//! `skyway-runtime` – the engine's moving parts.
//!
//! Wires the planner, radar and event bus into something that runs: a tick
//! loop for live traffic and an async front end for route planning.
//!
//! # Modules
//!
//! - [`traffic_loop`] – [`TrafficLoop`][traffic_loop::TrafficLoop]: owns the
//!   fleet registry, [`Radar`][skyway_radar::Radar] and
//!   [`CollisionMonitor`][skyway_radar::CollisionMonitor], and runs the
//!   proximity scan every Nth tick.
//! - [`routing`] – [`RouteService`][routing::RouteService]: runs
//!   [`BuildingAwarePathfinder`][skyway_planner::BuildingAwarePathfinder]
//!   searches on the blocking pool under a deadline.
//! - [`telemetry`] – [`init_tracing`][telemetry::init_tracing]: installs the
//!   global `tracing` subscriber with an optional OTLP span exporter.  Set
//!   `OTEL_EXPORTER_OTLP_ENDPOINT` to enable live trace export.

pub mod routing;
pub mod telemetry;
pub mod traffic_loop;

pub use routing::RouteService;
pub use telemetry::{LogFormat, TracerProviderGuard, init_tracing};
pub use traffic_loop::{TickReport, TrafficLoop, TrafficLoopConfig};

★ ★ ★

• [Problem] A word-for-word copy of all the material is the required answer.

• [Solution]
//! `skyway-runtime` – the engine's moving parts.
//!
//! Wires the planner, radar and event bus into something that runs: a tick
//! loop for live traffic and an async front end for route planning.
//!
//! # Modules
//!
//! - [`traffic_loop`] – [`TrafficLoop`][traffic_loop::TrafficLoop]: owns the
//!   fleet registry, [`Radar`][skyway_radar::Radar] and
//!   [`CollisionMonitor`][skyway_radar::CollisionMonitor], and runs the
//!   proximity scan every Nth tick.
//! - [`routing`] – [`RouteService`][routing::RouteService]: runs
//!   [`BuildingAwarePathfinder`][skyway_planner::BuildingAwarePathfinder]
//!   searches on the blocking pool under a deadline.
//! - [`telemetry`] – [`init_tracing`][telemetry::init_tracing]: installs the
//!   global `tracing` subscriber with an optional OTLP span exporter.  Set
//!   `OTEL_EXPORTER_OTLP_ENDPOINT` to enable live trace export.

pub mod routing;
pub mod telemetry;
pub mod traffic_loop;

pub use routing::RouteService;
pub use telemetry::{LogFormat, TracerProviderGuard, init_tracing};
pub use traffic_loop::{TickReport, TrafficLoop, TrafficLoopConfig};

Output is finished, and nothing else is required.